Directions:
Pull every line with the word "RefCell" out of the entries below.

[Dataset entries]
◇ ◇ ◇

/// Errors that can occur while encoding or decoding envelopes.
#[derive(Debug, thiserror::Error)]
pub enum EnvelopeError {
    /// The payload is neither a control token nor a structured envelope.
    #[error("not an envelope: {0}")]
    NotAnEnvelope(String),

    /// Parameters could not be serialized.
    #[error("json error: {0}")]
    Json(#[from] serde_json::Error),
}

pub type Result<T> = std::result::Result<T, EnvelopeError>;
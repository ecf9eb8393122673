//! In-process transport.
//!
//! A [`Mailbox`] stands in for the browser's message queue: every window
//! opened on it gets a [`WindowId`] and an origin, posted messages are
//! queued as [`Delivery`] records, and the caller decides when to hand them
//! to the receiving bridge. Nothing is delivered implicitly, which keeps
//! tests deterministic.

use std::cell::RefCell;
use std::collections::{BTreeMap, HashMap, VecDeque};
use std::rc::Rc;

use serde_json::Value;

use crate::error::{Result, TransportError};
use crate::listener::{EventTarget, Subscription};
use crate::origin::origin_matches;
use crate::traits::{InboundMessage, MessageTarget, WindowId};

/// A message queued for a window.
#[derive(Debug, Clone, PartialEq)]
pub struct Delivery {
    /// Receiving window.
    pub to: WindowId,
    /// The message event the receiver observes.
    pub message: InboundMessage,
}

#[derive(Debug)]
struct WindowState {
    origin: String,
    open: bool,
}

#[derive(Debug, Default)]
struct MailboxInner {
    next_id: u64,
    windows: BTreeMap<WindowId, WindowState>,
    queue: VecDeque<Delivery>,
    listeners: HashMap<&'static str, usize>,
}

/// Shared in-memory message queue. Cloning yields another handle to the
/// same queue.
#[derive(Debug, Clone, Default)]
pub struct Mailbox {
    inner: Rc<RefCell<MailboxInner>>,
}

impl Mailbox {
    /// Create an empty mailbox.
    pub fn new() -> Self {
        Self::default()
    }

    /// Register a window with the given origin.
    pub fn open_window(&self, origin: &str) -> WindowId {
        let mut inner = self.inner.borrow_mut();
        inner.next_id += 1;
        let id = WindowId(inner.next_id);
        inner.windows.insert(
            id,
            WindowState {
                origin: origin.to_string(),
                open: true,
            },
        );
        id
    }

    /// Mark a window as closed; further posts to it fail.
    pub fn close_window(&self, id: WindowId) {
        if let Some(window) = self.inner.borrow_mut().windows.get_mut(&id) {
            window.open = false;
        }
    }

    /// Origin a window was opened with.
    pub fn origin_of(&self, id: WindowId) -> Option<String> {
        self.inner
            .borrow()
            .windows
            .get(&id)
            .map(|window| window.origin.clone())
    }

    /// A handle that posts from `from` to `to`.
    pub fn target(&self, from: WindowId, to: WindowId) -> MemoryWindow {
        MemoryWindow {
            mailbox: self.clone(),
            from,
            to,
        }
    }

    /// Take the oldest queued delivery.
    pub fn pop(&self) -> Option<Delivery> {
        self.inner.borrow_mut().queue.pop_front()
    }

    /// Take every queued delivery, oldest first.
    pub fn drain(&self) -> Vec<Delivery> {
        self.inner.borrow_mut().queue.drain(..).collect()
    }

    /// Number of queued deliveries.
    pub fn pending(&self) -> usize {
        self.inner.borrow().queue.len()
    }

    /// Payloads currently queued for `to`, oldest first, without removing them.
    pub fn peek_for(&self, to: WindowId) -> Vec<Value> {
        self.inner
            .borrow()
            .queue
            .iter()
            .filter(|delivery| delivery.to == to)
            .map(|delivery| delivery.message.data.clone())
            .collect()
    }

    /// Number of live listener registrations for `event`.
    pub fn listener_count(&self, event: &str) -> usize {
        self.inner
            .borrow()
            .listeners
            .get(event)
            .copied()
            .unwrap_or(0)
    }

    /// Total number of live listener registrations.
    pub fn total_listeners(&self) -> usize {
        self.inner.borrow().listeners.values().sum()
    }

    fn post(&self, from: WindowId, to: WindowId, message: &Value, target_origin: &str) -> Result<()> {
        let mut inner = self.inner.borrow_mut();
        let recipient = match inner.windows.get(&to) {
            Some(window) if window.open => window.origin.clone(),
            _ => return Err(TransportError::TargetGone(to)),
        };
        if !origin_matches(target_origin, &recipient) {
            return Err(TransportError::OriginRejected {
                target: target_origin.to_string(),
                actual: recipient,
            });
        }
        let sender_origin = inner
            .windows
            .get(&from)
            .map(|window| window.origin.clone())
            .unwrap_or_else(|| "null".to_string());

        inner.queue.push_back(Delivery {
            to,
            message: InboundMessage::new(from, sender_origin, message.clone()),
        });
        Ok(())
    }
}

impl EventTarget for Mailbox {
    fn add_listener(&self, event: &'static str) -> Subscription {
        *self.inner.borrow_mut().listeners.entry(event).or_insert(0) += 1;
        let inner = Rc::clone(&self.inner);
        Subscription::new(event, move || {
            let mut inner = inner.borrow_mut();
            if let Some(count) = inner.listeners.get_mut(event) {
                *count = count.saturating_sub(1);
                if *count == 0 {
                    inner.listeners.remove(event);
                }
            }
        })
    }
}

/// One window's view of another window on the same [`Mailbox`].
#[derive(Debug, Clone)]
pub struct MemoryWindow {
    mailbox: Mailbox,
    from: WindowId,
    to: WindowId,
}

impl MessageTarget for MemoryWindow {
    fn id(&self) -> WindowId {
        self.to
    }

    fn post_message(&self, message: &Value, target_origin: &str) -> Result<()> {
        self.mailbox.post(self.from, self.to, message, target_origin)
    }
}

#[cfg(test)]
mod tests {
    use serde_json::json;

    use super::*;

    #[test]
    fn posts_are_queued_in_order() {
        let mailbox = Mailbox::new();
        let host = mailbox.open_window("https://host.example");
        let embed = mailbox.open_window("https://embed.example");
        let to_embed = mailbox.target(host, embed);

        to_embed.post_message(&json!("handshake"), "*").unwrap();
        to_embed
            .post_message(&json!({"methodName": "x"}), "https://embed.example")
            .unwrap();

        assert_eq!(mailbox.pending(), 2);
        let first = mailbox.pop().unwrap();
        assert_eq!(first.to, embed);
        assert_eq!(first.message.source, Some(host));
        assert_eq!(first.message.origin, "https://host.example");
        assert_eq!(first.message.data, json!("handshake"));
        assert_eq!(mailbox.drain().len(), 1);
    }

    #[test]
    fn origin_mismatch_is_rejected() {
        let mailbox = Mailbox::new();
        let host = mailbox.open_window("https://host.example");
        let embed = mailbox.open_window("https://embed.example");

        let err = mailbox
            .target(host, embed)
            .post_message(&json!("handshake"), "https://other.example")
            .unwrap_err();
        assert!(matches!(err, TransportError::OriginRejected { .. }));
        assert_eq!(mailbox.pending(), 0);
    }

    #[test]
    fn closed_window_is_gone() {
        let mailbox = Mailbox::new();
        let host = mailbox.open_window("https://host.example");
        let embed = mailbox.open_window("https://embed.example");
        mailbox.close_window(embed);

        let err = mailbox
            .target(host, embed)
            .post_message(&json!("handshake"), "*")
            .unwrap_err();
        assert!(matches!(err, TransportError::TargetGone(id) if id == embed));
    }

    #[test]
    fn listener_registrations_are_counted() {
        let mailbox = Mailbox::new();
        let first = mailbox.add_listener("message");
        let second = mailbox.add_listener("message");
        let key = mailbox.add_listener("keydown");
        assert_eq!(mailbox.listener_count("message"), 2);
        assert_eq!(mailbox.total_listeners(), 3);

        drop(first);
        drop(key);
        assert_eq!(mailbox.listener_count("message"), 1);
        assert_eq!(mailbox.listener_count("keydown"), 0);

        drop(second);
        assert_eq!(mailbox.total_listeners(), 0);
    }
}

◇ ◇ ◇

Response area:
use std::cell::RefCell;
    inner: Rc<RefCell<MailboxInner>>,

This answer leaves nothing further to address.